### Task instructions
Return the records below from the line containing "let back: Value" onward, exactly, through and including the last line.

____ Material to process

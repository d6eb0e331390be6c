//! Runtime value types for JDM expressions
//!
//! The `Value` enum represents all possible runtime values flowing through a
//! decision graph. It mirrors JSON: contexts come in as JSON-like data and
//! results go out the same way.

use serde::{Deserialize, Serialize, Serializer};
use std::collections::HashMap;
use std::fmt;

/// Runtime value type
#[derive(Debug, Clone, PartialEq, Deserialize, Default)]
#[serde(untagged)]
pub enum Value {
    /// Null value
    #[default]
    Null,
    /// Boolean value
    Bool(bool),
    /// Number value (f64 for simplicity, handles both int and float)
    Number(f64),
    /// String value
    String(String),
    /// Array of values
    Array(Vec<Value>),
    /// Object (key-value map)
    Object(HashMap<String, Value>),
}

impl Value {
    /// Name of the value's type, as reported in error messages and by `type()`
    pub fn type_name(&self) -> &'static str {
        match self {
            Value::Null => "null",
            Value::Bool(_) => "bool",
            Value::Number(_) => "number",
            Value::String(_) => "string",
            Value::Array(_) => "array",
            Value::Object(_) => "object",
        }
    }

    /// Truthiness used by logical operators, table rows and switch statements.
    ///
    /// `false`, `null`, `0`, `""`, `[]` and `{}` are falsy.
    pub fn is_truthy(&self) -> bool {
        match self {
            Value::Bool(b) => *b,
            Value::Null => false,
            Value::Number(n) => *n != 0.0,
            Value::String(s) => !s.is_empty(),
            Value::Array(a) => !a.is_empty(),
            Value::Object(o) => !o.is_empty(),
        }
    }

    pub fn is_null(&self) -> bool {
        matches!(self, Value::Null)
    }

    pub fn as_f64(&self) -> Option<f64> {
        match self {
            Value::Number(n) => Some(*n),
            _ => None,
        }
    }

    pub fn as_str(&self) -> Option<&str> {
        match self {
            Value::String(s) => Some(s),
            _ => None,
        }
    }

    pub fn as_array(&self) -> Option<&Vec<Value>> {
        match self {
            Value::Array(a) => Some(a),
            _ => None,
        }
    }

    pub fn as_object(&self) -> Option<&HashMap<String, Value>> {
        match self {
            Value::Object(o) => Some(o),
            _ => None,
        }
    }

    /// Get a direct child of an object, `None` for anything else
    pub fn get(&self, key: &str) -> Option<&Value> {
        self.as_object().and_then(|map| map.get(key))
    }

    /// Assign `value` at a dotted path (`"a.b.c"`), creating intermediate
    /// objects and replacing non-object intermediates.
    pub fn set_path(&mut self, path: &str, value: Value) {
        let mut current = self;
        let mut segments = path.split('.').peekable();

        while let Some(segment) = segments.next() {
            if !matches!(current, Value::Object(_)) {
                *current = Value::Object(HashMap::new());
            }
            if let Value::Object(map) = current {
                if segments.peek().is_none() {
                    map.insert(segment.to_string(), value);
                    return;
                }
                current = map.entry(segment.to_string()).or_insert(Value::Null);
            }
        }
    }

    /// Create an empty object value
    pub fn object() -> Self {
        Value::Object(HashMap::new())
    }
}

impl Serialize for Value {
    fn serialize<S: Serializer>(&self, serializer: S) -> Result<S::Ok, S::Error> {
        match self {
            Value::Null => serializer.serialize_unit(),
            Value::Bool(b) => serializer.serialize_bool(*b),
            Value::Number(n) => {
                // Integral numbers round-trip as integers so `21` does not come back as `21.0`
                if n.fract() == 0.0 && n.abs() < 9.007_199_254_740_992e15 {
                    serializer.serialize_i64(*n as i64)
                } else {
                    serializer.serialize_f64(*n)
                }
            }
            Value::String(s) => serializer.serialize_str(s),
            Value::Array(items) => items.serialize(serializer),
            Value::Object(map) => map.serialize(serializer),
        }
    }
}

impl fmt::Display for Value {
    fn fmt(&self, f: &mut fmt::Formatter<'_>) -> fmt::Result {
        match self {
            Value::Null => write!(f, "null"),
            Value::Bool(b) => write!(f, "{}", b),
            Value::Number(n) => {
                if n.fract() == 0.0 && n.abs() < 1e15 {
                    write!(f, "{}", *n as i64)
                } else {
                    write!(f, "{}", n)
                }
            }
            Value::String(s) => write!(f, "{}", s),
            other => match serde_json::to_string(other) {
                Ok(json) => write!(f, "{}", json),
                Err(_) => write!(f, "<{}>", other.type_name()),
            },
        }
    }
}

impl From<serde_json::Value> for Value {
    fn from(value: serde_json::Value) -> Self {
        match value {
            serde_json::Value::Null => Value::Null,
            serde_json::Value::Bool(b) => Value::Bool(b),
            serde_json::Value::Number(n) => Value::Number(n.as_f64().unwrap_or(f64::NAN)),
            serde_json::Value::String(s) => Value::String(s),
            serde_json::Value::Array(items) => {
                Value::Array(items.into_iter().map(Value::from).collect())
            }
            serde_json::Value::Object(map) => {
                Value::Object(map.into_iter().map(|(k, v)| (k, Value::from(v))).collect())
            }
        }
    }
}

impl From<Value> for serde_json::Value {
    fn from(value: Value) -> Self {
        match value {
            Value::Null => serde_json::Value::Null,
            Value::Bool(b) => serde_json::Value::Bool(b),
            Value::Number(n) => {
                if n.fract() == 0.0 && n.abs() < 9.007_199_254_740_992e15 {
                    serde_json::Value::from(n as i64)
                } else {
                    serde_json::Number::from_f64(n)
                        .map(serde_json::Value::Number)
                        .unwrap_or(serde_json::Value::Null)
                }
            }
            Value::String(s) => serde_json::Value::String(s),
            Value::Array(items) => {
                serde_json::Value::Array(items.into_iter().map(serde_json::Value::from).collect())
            }
            Value::Object(map) => serde_json::Value::Object(
                map.into_iter()
                    .map(|(k, v)| (k, serde_json::Value::from(v)))
                    .collect(),
            ),
        }
    }
}

impl From<bool> for Value {
    fn from(b: bool) -> Self {
        Value::Bool(b)
    }
}

impl From<f64> for Value {
    fn from(n: f64) -> Self {
        Value::Number(n)
    }
}

impl From<i64> for Value {
    fn from(n: i64) -> Self {
        Value::Number(n as f64)
    }
}

impl From<&str> for Value {
    fn from(s: &str) -> Self {
        Value::String(s.to_string())
    }
}

impl From<String> for Value {
    fn from(s: String) -> Self {
        Value::String(s)
    }
}

impl From<Vec<Value>> for Value {
    fn from(items: Vec<Value>) -> Self {
        Value::Array(items)
    }
}

impl From<HashMap<String, Value>> for Value {
    fn from(map: HashMap<String, Value>) -> Self {
        Value::Object(map)
    }
}

#[cfg(test)]
mod tests {
    use super::*;

    #[test]
    fn test_value_truthiness() {
        assert!(!Value::Null.is_truthy());
        assert!(!Value::Bool(false).is_truthy());
        assert!(!Value::Number(0.0).is_truthy());
        assert!(!Value::String(String::new()).is_truthy());
        assert!(!Value::Array(vec![]).is_truthy());
        assert!(!Value::object().is_truthy());

        assert!(Value::Bool(true).is_truthy());
        assert!(Value::Number(-1.0).is_truthy());
        assert!(Value::String("x".to_string()).is_truthy());
    }

    #[test]
    fn test_value_object() {
        let mut map = HashMap::new();
        map.insert("name".to_string(), Value::String("Alice".to_string()));
        map.insert("age".to_string(), Value::Number(25.0));

        let val = Value::Object(map);
        assert_eq!(val.get("age"), Some(&Value::Number(25.0)));
        assert_eq!(val.get("missing"), None);
        assert_eq!(Value::Number(1.0).get("age"), None);
    }

    #[test]
    fn test_set_path_creates_nested_objects() {
        let mut val = Value::object();
        val.set_path("customer.tier", Value::from("gold"));
        val.set_path("customer.limit", Value::from(500.0));
        val.set_path("flag", Value::Bool(true));

        let customer = val.get("customer").unwrap();
        assert_eq!(customer.get("tier"), Some(&Value::from("gold")));
        assert_eq!(customer.get("limit"), Some(&Value::Number(500.0)));
        assert_eq!(val.get("flag"), Some(&Value::Bool(true)));
    }

    #[test]
    fn test_set_path_replaces_scalar_intermediate() {
        let mut val = Value::object();
        val.set_path("a", Value::Number(1.0));
        val.set_path("a.b", Value::Number(2.0));

        assert_eq!(val.get("a").and_then(|a| a.get("b")), Some(&Value::Number(2.0)));
    }

    #[test]
    fn test_value_serde_json() {
        let val: Value = serde_json::from_str(r#"{"count": 42, "ratio": 0.5, "tags": ["a"], "none": null}"#).unwrap();

        assert_eq!(val.get("count"), Some(&Value::Number(42.0)));
        assert_eq!(val.get("none"), Some(&Value::Null));

        let json = serde_json::to_string(&val).unwrap();
        assert!(json.contains("\"count\":42"));
        assert!(!json.contains("42.0"));
        assert!(json.contains("0.5"));

        let back: Value = serde_json::from_str(&json).unwrap();
        assert_eq!(val, back);
    }

    #[test]
    fn test_from_serde_json_value() {
        let json = serde_json::json!({"user": {"age": 30, "active": true}});
        let val = Value::from(json.clone());

        assert_eq!(
            val.get("user").and_then(|u| u.get("age")),
            Some(&Value::Number(30.0))
        );
        assert_eq!(serde_json::Value::from(val), json);
    }

    #[test]
    fn test_display() {
        assert_eq!(Value::Number(42.0).to_string(), "42");
        assert_eq!(Value::Number(1.5).to_string(), "1.5");
        assert_eq!(Value::from("hi").to_string(), "hi");
        assert_eq!(Value::Array(vec![Value::Bool(true)]).to_string(), "[true]");
    }
}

________

### Exercise response
        let back: Value = serde_json::from_str(&json).unwrap();
        assert_eq!(val, back);
    }

    #[test]
    fn test_from_serde_json_value() {
        let json = serde_json::json!({"user": {"age": 30, "active": true}});
        let val = Value::from(json.clone());

        assert_eq!(
            val.get("user").and_then(|u| u.get("age")),
            Some(&Value::Number(30.0))
        );
        assert_eq!(serde_json::Value::from(val), json);
    }

    #[test]
    fn test_display() {
        assert_eq!(Value::Number(42.0).to_string(), "42");
        assert_eq!(Value::Number(1.5).to_string(), "1.5");
        assert_eq!(Value::from("hi").to_string(), "hi");
        assert_eq!(Value::Array(vec![Value::Bool(true)]).to_string(), "[true]");
    }
}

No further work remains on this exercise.